[CPU] Fix tile sizes adjustment for pack op with outer_dims_perm. (#14441)
The tile sizes of distribution and TileAndFuse are set based on rootOp.
They should be transposed if outer_dims_perm exists. Otherwise, they
won't be applied to corresponding loop. E.g., say that the expected tile
sizes for root op are `[8, 128]` and the pack op consumer has
outer_dims_perm. If they are not transposed, below snippet would be
generated and a `128x8` slice of rootOp would be created.
```
%producer = linalg.generic
scf.for ... step 8
scf.for ... step 128
%slice = tenser.extract_slice %producer [%i, %j] [128, 8] [1, 1]
%pack = tensor.pack %slice outer_dims_perm = [1, 0] ...
```
What we want is to create a `8x128` slice.
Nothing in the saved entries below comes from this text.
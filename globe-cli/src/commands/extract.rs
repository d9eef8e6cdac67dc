use anyhow::{Context, Result};
use globe::archive::extract_tiles;
use globe::TileCatalog;
use std::path::PathBuf;

use super::ServiceArgs;

pub fn run(args: &ServiceArgs, archive: PathBuf, dest: Option<PathBuf>) -> Result<()> {
    let dest = match dest {
        Some(dest) => dest,
        None => args.inspect_dir()?,
    };

    let stats = extract_tiles(&archive, &dest, &TileCatalog::globe())
        .with_context(|| format!("Failed to extract {}", archive.display()))?;

    println!(
        "Extracted {} tile(s) to {}",
        stats.extracted.len(),
        dest.display()
    );
    if stats.skipped > 0 {
        println!("Skipped {} other entries", stats.skipped);
    }
    if !stats.is_complete() {
        println!("Missing from archive: {}", stats.missing.join(", "));
    }

    Ok(())
}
So we have to transpose tile
sizes if outer_dims_perm presents.
Fixes https://github.com/openxla/iree/issues/14252diff --git a/compiler/src/iree/compiler/Codegen/LLVMCPU/KernelDispatch.cpp b/compiler/src/iree/compiler/Codegen/LLVMCPU/KernelDispatch.cpp
index a13a7fb..215af71 100644
--- a/compiler/src/iree/compiler/Codegen/LLVMCPU/KernelDispatch.cpp
+++ b/compiler/src/iree/compiler/Codegen/LLVMCPU/KernelDispatch.cpp
@@ -1965,6 +1965,7 @@
// Only adjust tile sizes for distribution and TileAndFuse, which are the
// first two tile lists.
+ auto outerDimsPerm = packOp.getOuterDimsPerm();
for (int i = 0, e = std::min<int>(tileSizesList.size(), 2); i < e; ++i) {
auto &tileSizes = tileSizesList[i];
ArrayRef<int64_t> innerTiles = packOp.getStaticInnerTiles();
@@ -1977,6 +1978,8 @@
LLVM_DEBUG(KD_DBGS() << "Scale # " << pos << " tile size to "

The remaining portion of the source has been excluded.